Musical im Capitol Sisi, der Kaiser und der Tod

Düsseldorf · Das Musical "Elisabeth" feierte im Capitol-Theater Premiere. Das Textbuch stammt aus der Feder von Michael Kunze, die Musik steuerte Sylvester Levay bei. Die Inszenierung besorgte Harry Kupfer.

 Annemieke van Dam als Elisabeth und Markus Pol als Kaiser Franz Josef in der „Elisabeth“-Aufführung.

Annemieke van Dam als Elisabeth und Markus Pol als Kaiser Franz Josef in der „Elisabeth“-Aufführung.

Foto: Herbert Schulze

Wenn es um die österreichische Kaiserin Elisabeth geht, dann wird kein Klischee ausgelassen: Sie war strahlend schön, sie war traurig, sie sah aus wie Romy Schneider und alle hatten sie lieb. Doch Fans der Sisi-Filme sollten ihre Träumereien vergessen, wenn sie das Musical "Elisabeth" besuchen, das im Capitol Theater Premiere feierte.
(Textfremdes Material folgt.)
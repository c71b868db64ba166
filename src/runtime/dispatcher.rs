//! Dispatcher boundary.
//!
//! The core never decides which thread runs a continuation; it only hands
//! ready continuations to a [`Dispatcher`] and asks it for the next one to
//! resume. [`FifoDispatcher`] is the default: a thread-safe unbounded FIFO,
//! which gives deterministic single-thread round-robin when driven by
//! [`Runtime::block_on`](super::Runtime::block_on).

use crate::runtime::continuation::Continuation;
use crossbeam_queue::SegQueue;

/// Decides when suspended continuations resume.
pub trait Dispatcher: Send + Sync {
    /// Accepts a continuation that is ready to resume.
    fn dispatch(&self, continuation: Continuation);

    /// Returns the next continuation to resume, if any is ready.
    fn next(&self) -> Option<Continuation>;

    /// Number of continuations waiting to resume.
    fn len(&self) -> usize;

    /// Returns true if nothing is waiting.
    fn is_empty(&self) -> bool {
        self.len() == 0
    }
}

/// A FIFO ready queue.
#[derive(Debug, Default)]
pub struct FifoDispatcher {
    inner: SegQueue<Continuation>,
}

impl FifoDispatcher {
    /// Creates a new empty dispatcher.
    #[must_use]
    pub fn new() -> Self {
        Self {
            inner: SegQueue::new(),
        }
    }
}

impl Dispatcher for FifoDispatcher {
    fn dispatch(&self, continuation: Continuation) {
        self.inner.push(continuation);
    }

    fn next(&self) -> Option<Continuation> {
        self.inner.pop()
    }

    fn len(&self) -> usize {
        self.inner.len()
    }
}
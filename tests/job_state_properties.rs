//! Property tests for the job state machine.
//!
//! Random trees of body-less jobs are driven through random cancel/complete
//! sequences; after every step the flag and structure invariants must hold.

#[macro_use]
mod common;

use common::*;
use cojob::{JobHandle, JobState};
use proptest::prelude::*;

#[derive(Debug, Clone)]
enum Op {
    Cancel(usize),
    Complete(usize),
}

fn op_strategy(jobs: usize) -> impl Strategy<Value = Op> {
    prop_oneof![
        (0..jobs).prop_map(Op::Cancel),
        (0..jobs).prop_map(Op::Complete),
    ]
}

/// Parent index for each job; job 0 is the tree root, job `i` picks a parent
/// among `0..i`.
fn tree_strategy() -> impl Strategy<Value = Vec<usize>> {
    (2usize..12).prop_flat_map(|n| {
        (1..n)
            .map(|i| (0..i).boxed())
            .collect::<Vec<_>>()
    })
}

#[derive(Debug, Clone, Copy, PartialEq, Eq)]
struct Flags {
    active: bool,
    completed: bool,
    cancelled: bool,
}

fn flags(job: &JobHandle) -> Flags {
    Flags {
        active: job.is_active(),
        completed: job.is_completed(),
        cancelled: job.is_cancelled(),
    }
}

fn check_invariants(jobs: &[JobHandle], parents: &[usize], before: &[Flags]) {
    for (i, job) in jobs.iter().enumerate() {
        let now = flags(job);
        assert!(!(now.completed && now.active), "job {i}: completed implies inactive");
        assert_eq!(now.active, job.state() == JobState::Active);
        if before[i].cancelled {
            assert!(now.cancelled, "job {i}: cancelled never reverts");
        }
        if before[i].completed {
            assert!(now.completed, "job {i}: completed is terminal");
        }
        if now.completed {
            for (child, parent) in parents.iter().enumerate() {
                if *parent == i {
                    assert!(
                        jobs[child + 1].is_completed(),
                        "job {i} completed before its child {}",
                        child + 1
                    );
                }
            }
        }
        if i > 0 && jobs[parents[i - 1]].is_cancelled() {
            assert!(
                now.cancelled || now.completed,
                "job {i}: parent cancelled but the child was left running"
            );
        }
    }
}

#[test]
fn cancel_after_complete_is_ignored() {
    test_phase!("cancel_after_complete_is_ignored");
    let (rt, sink) = capturing_runtime();
    rt.block_on(|cx| async move {
        let top = cx.standalone_job();
        let leaf = cx.job_builder().parent(&top).standalone();
        let sibling = cx.job_builder().parent(&top).standalone();
        assert!(leaf.complete());
        assert!(leaf.is_completed());

        let changed = leaf.cancel();
        assert_with_log!(!changed, "cancel of a completed job", false, changed);
        assert!(leaf.is_completed() && !leaf.is_cancelled());

        assert!(top.cancel());
        assert!(sibling.is_cancelled() && sibling.is_completed());
        assert!(!leaf.is_cancelled(), "completed child keeps its outcome");
        Ok(())
    })
    .expect("root completes");
    assert!(sink.is_empty());
    test_complete!("cancel_after_complete_is_ignored");
}

#[test]
fn cancelling_a_deep_chain_completes_every_link() {
    test_phase!("cancelling_a_deep_chain_completes_every_link");
    let (rt, sink) = capturing_runtime();
    let depth = 50_000;
    rt.block_on(move |cx| async move {
        let top = cx.standalone_job();
        let mut chain = Vec::with_capacity(depth);
        let mut parent = top.clone();
        for _ in 0..depth {
            parent = cx.job_builder().parent(&parent).standalone();
            chain.push(parent.clone());
        }
        assert!(top.cancel());
        assert!(top.is_completed());
        let done = chain.iter().filter(|job| job.is_cancelled() && job.is_completed()).count();
        assert_with_log!(done == depth, "every link cancelled and completed", depth, done);
        Ok(())
    })
    .expect("root completes");
    assert!(sink.is_empty());
    assert_eq!(rt.live_jobs(), 0);
    test_complete!("cancelling_a_deep_chain_completes_every_link", depth = depth);
}

proptest! {
    #![proptest_config(test_proptest_config(64))]

    #[test]
    fn random_cancel_and_complete_keep_invariants(
        parents in tree_strategy(),
        ops in prop::collection::vec(op_strategy(12), 1..40),
    ) {
        init_test_logging();
        let (rt, sink) = capturing_runtime();
        let parents_for_body = parents.clone();
        let ops_for_body = ops.clone();
        rt.block_on(move |cx| async move {
            let mut jobs = vec![cx.standalone_job()];
            for parent in &parents_for_body {
                let job = cx.job_builder().parent(&jobs[*parent]).standalone();
                jobs.push(job);
            }
            let n = jobs.len();
            for op in ops_for_body {
                let before: Vec<Flags> = jobs.iter().map(flags).collect();
                match op {
                    Op::Cancel(i) => {
                        let i = i % n;
                        let had_reason = before[i].cancelled || before[i].completed;
                        let changed = jobs[i].cancel();
                        assert_with_log!(
                            changed != had_reason,
                            "cancel reports whether it changed state",
                            !had_reason,
                            changed
                        );
                        let after = flags(&jobs[i]);
                        assert!(!after.active, "job {i}: active after cancel");
                        if changed {
                            assert!(after.cancelled, "job {i}: cancel took effect");
                        } else {
                            assert_eq!(after, before[i], "job {i}: ignored cancel changed flags");
                            assert!(after.cancelled || after.completed);
                        }
                    }
                    Op::Complete(i) => {
                        let i = i % n;
                        jobs[i].complete();
                    }
                }
                check_invariants(&jobs, &parents_for_body, &before);
            }
            Ok(())
        })
        .expect("root completes");
        prop_assert!(sink.is_empty());
    }

    #[test]
    fn cancelled_coroutines_always_complete(
        yields in prop::collection::vec(0u8..4, 1..8),
        cancel_mask in any::<u8>(),
    ) {
        let (rt, sink) = capturing_runtime();
        let expected = yields.clone();
        let (handles, cancelled) = rt
            .block_on(move |cx| async move {
                let mut handles = Vec::new();
                for count in expected {
                    handles.push(cx.launch(move |cx| async move {
                        for _ in 0..count {
                            cx.yield_now().await?;
                        }
                        Ok(())
                    }));
                }
                cx.yield_now().await?;
                let mut cancelled = Vec::new();
                for (i, job) in handles.iter().enumerate() {
                    if cancel_mask & (1 << i) != 0 {
                        cancelled.push(job.cancel());
                    } else {
                        cancelled.push(false);
                    }
                }
                for job in &handles {
                    cx.join(job).await?;
                }
                Ok((handles, cancelled))
            })
            .expect("root completes");
        for (job, newly) in handles.iter().zip(&cancelled) {
            prop_assert!(job.is_completed());
            if *newly {
                prop_assert!(job.is_cancelled());
            }
        }
        drop(handles);
        prop_assert_eq!(rt.live_jobs(), 0);
        prop_assert!(sink.is_empty());
    }
}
Autor Michael Kunze hat ein anderes Bild — laut Untertitel "die wahre Geschichte der Sisi" — gezeichnet, Sylvester Levay dazu die Musik geschrieben. Harry Kupfer, einer der großen Opernregisseure, hat das Musical neu inszeniert und die Tourneeproduktion überzeugend auf die Bühne gebracht.
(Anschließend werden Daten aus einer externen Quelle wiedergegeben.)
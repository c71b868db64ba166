//! Handles to jobs and deferred results.
//!
//! [`JobHandle`] is returned by every job-creating operation and allows the
//! holder to inspect, cancel, and join the job. [`Deferred<T>`] adds the
//! result slot of an `async`-style job.
//!
//! # Ownership
//!
//! A handle does not own the job's execution: the job is owned by the tree.
//! Dropping every handle lets the runtime release the record once the job
//! completes; the job itself keeps running either way.
//!
//! # Example
//!
//! ```ignore
//! let job = cx.launch(|cx| async move {
//!     cx.yield_now().await?;
//!     Ok(())
//! });
//! assert!(job.is_active());
//! job.cancel();
//! assert!(job.is_cancelled() && !job.is_completed());
//! job.join(&cx).await?;
//! assert!(job.is_completed());
//! ```

use std::fmt;
use std::sync::{Arc, OnceLock};

use crate::cx::suspend::{Await, Join};
use crate::cx::Cx;
use crate::error::Error;
use crate::record::JobState;
use crate::runtime::shared::Shared;
use crate::runtime::snapshot::TreeSnapshot;
use crate::types::{CancelReason, JobId};

/// A counted reference to a job.
pub struct JobHandle {
    id: JobId,
    shared: Arc<Shared>,
}

impl JobHandle {
    /// Wraps an id whose reference count was already incremented.
    pub(crate) fn adopt(id: JobId, shared: Arc<Shared>) -> Self {
        Self { id, shared }
    }

    pub(crate) fn shared(&self) -> &Arc<Shared> {
        &self.shared
    }

    /// Returns the job id.
    #[must_use]
    pub fn id(&self) -> JobId {
        self.id
    }

    /// Returns the job's debug name.
    #[must_use]
    pub fn name(&self) -> String {
        self.shared
            .state
            .lock()
            .job(self.id)
            .map(|r| r.name.clone())
            .unwrap_or_default()
    }

    /// Returns the lifecycle state.
    #[must_use]
    pub fn state(&self) -> JobState {
        self.shared
            .state
            .lock()
            .job(self.id)
            .map_or(JobState::Completed, |r| r.state())
    }

    /// True while nothing has asked the job to stop and its body is running.
    #[must_use]
    pub fn is_active(&self) -> bool {
        self.state() == JobState::Active
    }

    /// True once the body has unwound and every child has completed.
    #[must_use]
    pub fn is_completed(&self) -> bool {
        self.state() == JobState::Completed
    }

    /// True once a cancellation or failure reason was recorded.
    #[must_use]
    pub fn is_cancelled(&self) -> bool {
        self.shared
            .state
            .lock()
            .job(self.id)
            .is_some_and(|r| r.is_cancelled())
    }

    /// Returns the parent job, while attached.
    #[must_use]
    pub fn parent(&self) -> Option<JobId> {
        self.shared
            .state
            .lock()
            .job(self.id)
            .and_then(|r| r.parent.filter(|_| r.attached))
    }

    /// Returns the outstanding children in creation order.
    #[must_use]
    pub fn children(&self) -> Vec<JobId> {
        self.shared
            .state
            .lock()
            .job(self.id)
            .map(|r| r.children.to_vec())
            .unwrap_or_default()
    }

    /// Requests cancellation without a cause.
    ///
    /// The state flips synchronously: right after this returns `true`,
    /// `is_active()` is false and `is_cancelled()` is true. Returns false if
    /// the job already had a reason or was completed.
    pub fn cancel(&self) -> bool {
        self.cancel_with_reason(CancelReason::user())
    }

    /// Requests cancellation with an explicit cause.
    pub fn cancel_with(&self, cause: Error) -> bool {
        self.cancel_with_reason(CancelReason::user_with(cause))
    }

    fn cancel_with_reason(&self, reason: CancelReason) -> bool {
        self.shared
            .with_state(|state, fx| state.cancel(self.id, reason, fx))
    }

    /// Completes a standalone job normally; it reaches `Completed` once its
    /// children have. Returns false for jobs with a body.
    pub fn complete(&self) -> bool {
        self.shared
            .with_state(|state, fx| state.complete_standalone(self.id, fx))
    }

    /// Suspends `cx`'s coroutine until this job completes.
    #[track_caller]
    pub fn join<'a>(&'a self, cx: &'a Cx) -> Join<'a> {
        cx.join(self)
    }

    /// Snapshot of the live coroutines in this job's subtree.
    #[must_use]
    pub fn snapshot(&self) -> TreeSnapshot {
        let state = self.shared.state.lock();
        TreeSnapshot::collect(&state, [self.id])
    }
}

impl Clone for JobHandle {
    fn clone(&self) -> Self {
        self.shared.state.lock().retain(self.id);
        Self::adopt(self.id, Arc::clone(&self.shared))
    }
}

impl Drop for JobHandle {
    fn drop(&mut self) {
        self.shared.with_state(|state, fx| state.release(self.id, fx));
    }
}

impl fmt::Debug for JobHandle {
    fn fmt(&self, f: &mut fmt::Formatter<'_>) -> fmt::Result {
        f.debug_struct("JobHandle").field("id", &self.id).finish()
    }
}

impl PartialEq for JobHandle {
    fn eq(&self, other: &Self) -> bool {
        self.id == other.id && Arc::ptr_eq(&self.shared, &other.shared)
    }
}

impl Eq for JobHandle {}

/// A result-bearing job.
///
/// The value slot is written at most once, when the body returns `Ok`, and
/// read by any number of awaiters.
pub struct Deferred<T> {
    handle: JobHandle,
    slot: Arc<OnceLock<T>>,
}

impl<T> Deferred<T> {
    pub(crate) fn new(handle: JobHandle, slot: Arc<OnceLock<T>>) -> Self {
        Self { handle, slot }
    }

    /// The underlying job.
    #[must_use]
    pub fn job(&self) -> &JobHandle {
        &self.handle
    }

    /// Returns the value if the body already returned it.
    #[must_use]
    pub fn peek(&self) -> Option<&T> {
        self.slot.get()
    }

    pub(crate) fn slot(&self) -> &OnceLock<T> {
        &self.slot
    }
}

impl<T: Clone + Send + Sync + 'static> Deferred<T> {
    /// Suspends `cx`'s coroutine until the deferred completes, then returns
    /// its value or re-raises its failure.
    #[track_caller]
    pub fn await_result<'a>(&'a self, cx: &'a Cx) -> Await<'a, T> {
        cx.await_deferred(self)
    }
}

impl<T> std::ops::Deref for Deferred<T> {
    type Target = JobHandle;

    fn deref(&self) -> &JobHandle {
        &self.handle
    }
}

impl<T> Clone for Deferred<T> {
    fn clone(&self) -> Self {
        Self {
            handle: self.handle.clone(),
            slot: Arc::clone(&self.slot),
        }
    }
}

impl<T> fmt::Debug for Deferred<T> {
    fn fmt(&self, f: &mut fmt::Formatter<'_>) -> fmt::Result {
        f.debug_struct("Deferred")
            .field("id", &self.handle.id)
            .field("ready", &self.slot.get().is_some())
            .finish()
    }
}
Durch ein Videodesign reisen die Zuschauer in die Alpen und an den Wiener Hof. Die Drehbühne bietet überraschende Effekte: Da reitet der Hofstaat auf Plastikpferdchen, da fahren Caféhaustische über die Bühne, da kommen am Ende Elisabeth und Kaiser Franz Josef nicht mehr zusammen, weil sie sich wie Figuren in einem altmodischen Wetterhäuschen bewegen.
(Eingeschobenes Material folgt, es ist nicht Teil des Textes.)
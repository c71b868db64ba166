//! Tracing compatibility layer for structured logging.
//!
//! - **With `tracing-integration`** (default): re-exports from the `tracing`
//!   crate.
//! - **Without it**: no-op macros that compile to nothing.
//!
//! ```rust,ignore
//! use cojob::tracing_compat::{debug, trace};
//!
//! trace!(job = %id, "job resumed");
//! debug!(job = %id, kind = %reason.kind, "cancel requested");
//! ```

#[cfg(feature = "tracing-integration")]
pub use tracing::{debug, debug_span, error, info, trace, warn, Level, Span};

#[cfg(not(feature = "tracing-integration"))]
mod noop {
    //! No-op implementations when tracing is disabled.

    /// No-op trace-level logging macro.
    #[macro_export]
    macro_rules! trace {
        ($($arg:tt)*) => {};
    }

    /// No-op debug-level logging macro.
    #[macro_export]
    macro_rules! debug {
        ($($arg:tt)*) => {};
    }

    /// No-op info-level logging macro.
    #[macro_export]
    macro_rules! info {
        ($($arg:tt)*) => {};
    }

    /// No-op warn-level logging macro.
    #[macro_export]
    macro_rules! warn {
        ($($arg:tt)*) => {};
    }

    /// No-op error-level logging macro.
    #[macro_export]
    macro_rules! error {
        ($($arg:tt)*) => {};
    }

    /// No-op debug_span macro.
    #[macro_export]
    macro_rules! debug_span {
        ($($arg:tt)*) => {
            $crate::tracing_compat::NoopSpan
        };
    }

    pub use crate::{debug, debug_span, error, info, trace, warn};
}

#[cfg(not(feature = "tracing-integration"))]
pub use noop::*;

/// A no-op span returned by the span macros when tracing is disabled.
#[cfg(not(feature = "tracing-integration"))]
#[derive(Debug, Clone, Copy)]
pub struct NoopSpan;

#[cfg(not(feature = "tracing-integration"))]
impl NoopSpan {
    /// Enters the span (no-op).
    #[must_use]
    pub const fn enter(&self) -> NoopGuard {
        NoopGuard
    }
}

/// Guard returned by [`NoopSpan::enter`].
#[cfg(not(feature = "tracing-integration"))]
#[derive(Debug)]
pub struct NoopGuard;
//! Simulated ORP probe.
//!
//! Produces batches of raw ADC samples from a slow random walk around a
//! baseline potential, the way a probe in a stable solution behaves.

use crate::capability::round_half_even;
use crate::config::SimulationConfig;
use crate::reporting::Exposure;
use crate::sensors::{OrpSensor, Sensor};
use crate::sensors::orp_sensor::{ADC_MAX_RAW, ADC_REFERENCE_MV};
use log::{debug, info, warn};
use rand::rngs::StdRng;
use rand::{Rng, SeedableRng};
use std::sync::Arc;
use tokio::task::JoinHandle;
use tokio::time::{Duration, interval};

/// Convert millivolts to the raw 12-bit ADC value that reads back as them.
pub fn millivolts_to_raw(millivolts: i32) -> u16 {
    let clamped = millivolts.clamp(0, ADC_REFERENCE_MV);
    // Round up so raw_to_millivolts(millivolts_to_raw(x)) == x
    ((clamped * ADC_MAX_RAW + ADC_REFERENCE_MV - 1) / ADC_REFERENCE_MV) as u16
}

/// Random-walk generator of raw probe samples.
pub struct ProbeSimulator {
    potential_mv: i32,
    baseline_mv: i32,
    jitter_mv: i32,
    samples_per_reading: usize,
}

impl ProbeSimulator {
    pub fn new(config: &SimulationConfig, samples_per_reading: usize) -> Self {
        Self {
            potential_mv: config.baseline_mv,
            baseline_mv: config.baseline_mv,
            jitter_mv: config.jitter_mv.saturating_abs(),
            samples_per_reading: samples_per_reading.max(1),
        }
    }

    pub fn potential_mv(&self) -> i32 {
        self.potential_mv
    }

    /// Advance the walk one step and return a batch of raw samples.
    pub fn next_samples<R: Rng>(&mut self, rng: &mut R) -> Vec<u16> {
        // Drift by up to one jitter step, pulled back toward the baseline
        let drift = if self.jitter_mv > 0 {
            rng.gen_range(-self.jitter_mv..=self.jitter_mv)
        } else {
            0
        };
        let pull = (self.baseline_mv as i64 - self.potential_mv as i64) / 10;
        let next = self.potential_mv as i64 + drift as i64 + pull;
        self.potential_mv = next.clamp(i32::MIN as i64, i32::MAX as i64) as i32;

        (0..self.samples_per_reading)
            .map(|_| {
                let noise = if self.jitter_mv > 0 {
                    rng.gen_range(-self.jitter_mv..=self.jitter_mv)
                } else {
                    0
                };
                millivolts_to_raw(self.potential_mv.saturating_add(noise))
            })
            .collect()
    }
}

/// Spawn a task that periodically feeds simulated samples into the sensor
/// and reports through `exposure` when its reporting policy asks for it.
///
/// `on_report` receives every value due for publication, already rounded
/// to the capability's precision.
///
/// # Returns
///
/// A `JoinHandle` that can be used to abort the simulation task.
pub fn run_orp_simulation<F>(
    sensor: Arc<OrpSensor>,
    exposure: Arc<Exposure>,
    mut simulator: ProbeSimulator,
    period: Duration,
    on_report: F,
) -> JoinHandle<()>
where
    F: Fn(f64) + Send + Sync + 'static,
{
    tokio::spawn(async move {
        let mut rng = StdRng::from_entropy();
        let mut interval = interval(period);
        let mut last_version = sensor.version();
        loop {
            interval.tick().await;
            let samples = simulator.next_samples(&mut rng);
            let Some(millivolts) = sensor.update_from_samples(&samples) else {
                warn!("[Sim] Failed to read ORP sensor");
                continue;
            };

            let value = round_half_even(millivolts as f64, exposure.descriptor().precision());
            let reported = exposure.observe(value);
            if reported {
                on_report(value);
            }
            let version = sensor.version();
            if version != last_version {
                last_version = version;
                info!(
                    "[Sim] ORP sensor value updated: {} mV{}",
                    millivolts,
                    if reported { " [REPORTED]" } else { "" }
                );
            } else if reported {
                info!("[Sim] ORP sensor value unchanged: {} mV [REPORTED]", millivolts);
            } else {
                debug!("[Sim] ORP sensor value unchanged: {} mV", millivolts);
            }
        }
    })
}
In der dreistündigen Aufführung, die nie langweilig ist, sind es die comic-haften, manchmal auch satirischen Szenen, die Spaß machen. Elisabeth begegnet ihrer Doppelgängerin im Irrenhaus. Die Hofdamen kommen mit Shampoos und Cremes angetanzt, als präsentierten sie ein Zehn-Gang-Menu. Aber die Bühneninszenierung lässt auch Bösartiges aus dem 20. Jahrhundert herüberschwappen, wenn das Ensemble in nazigleichen Uniformen einmarschiert, um die Egozentrik der Kaiserin zu charakterisieren.

Zwischendurch wird es wieder kitschig bis schnulzig. Aber dieser Kontrast macht das Ganze so reizvoll. Dazu noch ein wenig Poesie durch den Tod (Oliver Arno), der im schneeweißen Anzug auf der Bühne mit starrem Blick agiert. Er, der Tod, ist die eigentliche Liebe von Elisabeth (Annemieke van Dam), die in wunderschönen Roben über die Bühne schwebt. Auch wenn die 27-jährige Niederländerin musikalisch in den Höhen schwächelte, überzeugte ihre schauspielerische Leistung vom kleinen Mädchen zur alternden, egozentrischen, kränkelnden Kaiserin.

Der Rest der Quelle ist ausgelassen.